Exercise aim: Set each entry down exactly as written.

(Record extracts begins)

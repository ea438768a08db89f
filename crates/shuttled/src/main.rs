use std::io::{self, Write};
use std::process::ExitCode;
use std::sync::Arc;

use shuttled::{
    LaunchError, StopReason, StructuredHealthReporter, SystemConfigLoader, SystemShutdownSignal,
    launch,
};

fn main() -> ExitCode {
    match launch(
        &SystemConfigLoader,
        Arc::new(StructuredHealthReporter::new()),
        Arc::new(SystemShutdownSignal),
    ) {
        Ok(StopReason::CoreExited { code: Some(code) }) if code != 0 => ExitCode::FAILURE,
        Ok(_) => ExitCode::SUCCESS,
        // Telemetry may not exist yet, so bootstrap failures go straight to stderr.
        Err(LaunchError::Bootstrap(error)) => {
            drop(writeln!(io::stderr(), "shuttled: {error}"));
            ExitCode::from(2)
        }
        Err(error) => {
            tracing::error!(target: "shuttled::main", error = %error, "host failed to start");
            ExitCode::FAILURE
        }
    }
}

(Record extracts ends)

Solution to this exercise:
repository ea438768a08db89f
filename crates/shuttled/src/main.rs
use std::io::{self, Write};
use std::process::ExitCode;
use std::sync::Arc;

use shuttled::{
    LaunchError, StopReason, StructuredHealthReporter, SystemConfigLoader, SystemShutdownSignal,
    launch,
};

fn main() -> ExitCode {
    match launch(
        &SystemConfigLoader,
        Arc::new(StructuredHealthReporter::new()),
        Arc::new(SystemShutdownSignal),
    ) {
        Ok(StopReason::CoreExited { code: Some(code) }) if code != 0 => ExitCode::FAILURE,
        Ok(_) => ExitCode::SUCCESS,
        // Telemetry may not exist yet, so bootstrap failures go straight to stderr.
        Err(LaunchError::Bootstrap(error)) => {
            drop(writeln!(io::stderr(), "shuttled: {error}"));
            ExitCode::from(2)
        }
        Err(error) => {
            tracing::error!(target: "shuttled::main", error = %error, "host failed to start");
            ExitCode::FAILURE
        }
    }
}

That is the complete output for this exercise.